**ABOUT THIS EXERCISE**
What you return must be every line below that includes the word "COALESCE".

○ ○ ○ ○ ○ ○ ○

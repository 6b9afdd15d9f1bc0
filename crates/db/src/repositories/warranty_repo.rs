//! Repository for the `warranties` table.

use chrono::Utc;
use inventory_core::types::DbId;
use sqlx::PgPool;

use crate::models::warranty::{CreateWarranty, UpdateWarranty, Warranty};

const COLUMNS: &str =
    "id, laptop_id, provider, start_date, end_date, notes, created_at, updated_at";

/// Provides CRUD operations for warranties.
pub struct WarrantyRepo;

impl WarrantyRepo {
    /// Insert a new warranty. `start_date` defaults to now.
    pub async fn create(pool: &PgPool, input: &CreateWarranty) -> Result<Warranty, sqlx::Error> {
        let query = format!(
            "INSERT INTO warranties (laptop_id, provider, start_date, end_date, notes)
             VALUES ($1, $2, $3, $4, $5)
             RETURNING {COLUMNS}"
        );
        sqlx::query_as::<_, Warranty>(&query)
            .bind(input.laptop_id)
            .bind(&input.provider)
            .bind(input.start_date.unwrap_or_else(Utc::now))
            .bind(input.end_date)
            .bind(&input.notes)
            .fetch_one(pool)
            .await
    }

    pub async fn find_by_id(pool: &PgPool, id: DbId) -> Result<Option<Warranty>, sqlx::Error> {
        let query = format!("SELECT {COLUMNS} FROM warranties WHERE id = $1");
        sqlx::query_as::<_, Warranty>(&query)
            .bind(id)
            .fetch_optional(pool)
            .await
    }

    /// The warranty for a laptop ending last, if any.
    pub async fn find_by_laptop(
        pool: &PgPool,
        laptop_id: DbId,
    ) -> Result<Option<Warranty>, sqlx::Error> {
        let query = format!(
            "SELECT {COLUMNS} FROM warranties
             WHERE laptop_id = $1
             ORDER BY end_date DESC, id DESC
             LIMIT 1"
        );
        sqlx::query_as::<_, Warranty>(&query)
            .bind(laptop_id)
            .fetch_optional(pool)
            .await
    }

    /// List warranties ending soonest first. `active_only` keeps those whose
    /// `end_date` has not passed.
    pub async fn list(pool: &PgPool, active_only: bool) -> Result<Vec<Warranty>, sqlx::Error> {
        let query = format!(
            "SELECT {COLUMNS} FROM warranties
             WHERE (NOT $1 OR end_date >= NOW())
             ORDER BY end_date, id"
        );
        sqlx::query_as::<_, Warranty>(&query)
            .bind(active_only)
            .fetch_all(pool)
            .await
    }

    /// Update a warranty. Only non-`None` fields in `input` are applied.
    pub async fn update(
        pool: &PgPool,
        id: DbId,
        input: &UpdateWarranty,
    ) -> Result<Option<Warranty>, sqlx::Error> {
        let query = format!(
            "UPDATE warranties SET
                provider = COALESCE($2, provider),
                start_date = COALESCE($3, start_date),
                end_date = COALESCE($4, end_date),
                notes = COALESCE($5, notes)
             WHERE id = $1
             RETURNING {COLUMNS}"
        );
        sqlx::query_as::<_, Warranty>(&query)
            .bind(id)
            .bind(&input.provider)
            .bind(input.start_date)
            .bind(input.end_date)
            .bind(&input.notes)
            .fetch_optional(pool)
            .await
    }

    pub async fn delete(pool: &PgPool, id: DbId) -> Result<bool, sqlx::Error> {
        let result = sqlx::query("DELETE FROM warranties WHERE id = $1")
            .bind(id)
            .execute(pool)
            .await?;
        Ok(result.rows_affected() > 0)
    }
}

○ ○ ○ ○ ○ ○ ○

**EXERCISE OUTPUT**
                provider = COALESCE($2, provider),
                start_date = COALESCE($3, start_date),
                end_date = COALESCE($4, end_date),
                notes = COALESCE($5, notes)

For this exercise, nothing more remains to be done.